→ Exercise prompt
Only the lines from the one containing "use std::process::Command;" through the end of the entries should be repeated, exactly as they appear, first and last included.
:: Records shown ::
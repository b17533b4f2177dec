//! Build script: embeds the git commit hash as GIT_HASH so storywalk can
//! log which build is running at startup

use std::process::Command;

fn main() {
    // Get short git hash
    let output = Command::new("git").args(["rev-parse", "--short", "HEAD"]).output();

    let git_hash = match output {
        Ok(output) if output.status.success() => {
            String::from_utf8_lossy(&output.stdout).trim().to_string()
        }
        _ => String::from("unknown"),
    };

    println!("cargo:rustc-env=GIT_HASH={}", git_hash);

    // Rerun if git HEAD changes
    println!("cargo:rerun-if-changed=.git/HEAD");
}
:::
→ Task response
use std::process::Command;

fn main() {
    // Get short git hash
    let output = Command::new("git").args(["rev-parse", "--short", "HEAD"]).output();

    let git_hash = match output {
        Ok(output) if output.status.success() => {
            String::from_utf8_lossy(&output.stdout).trim().to_string()
        }
        _ => String::from("unknown"),
    };

    println!("cargo:rustc-env=GIT_HASH={}", git_hash);

    // Rerun if git HEAD changes
    println!("cargo:rerun-if-changed=.git/HEAD");
}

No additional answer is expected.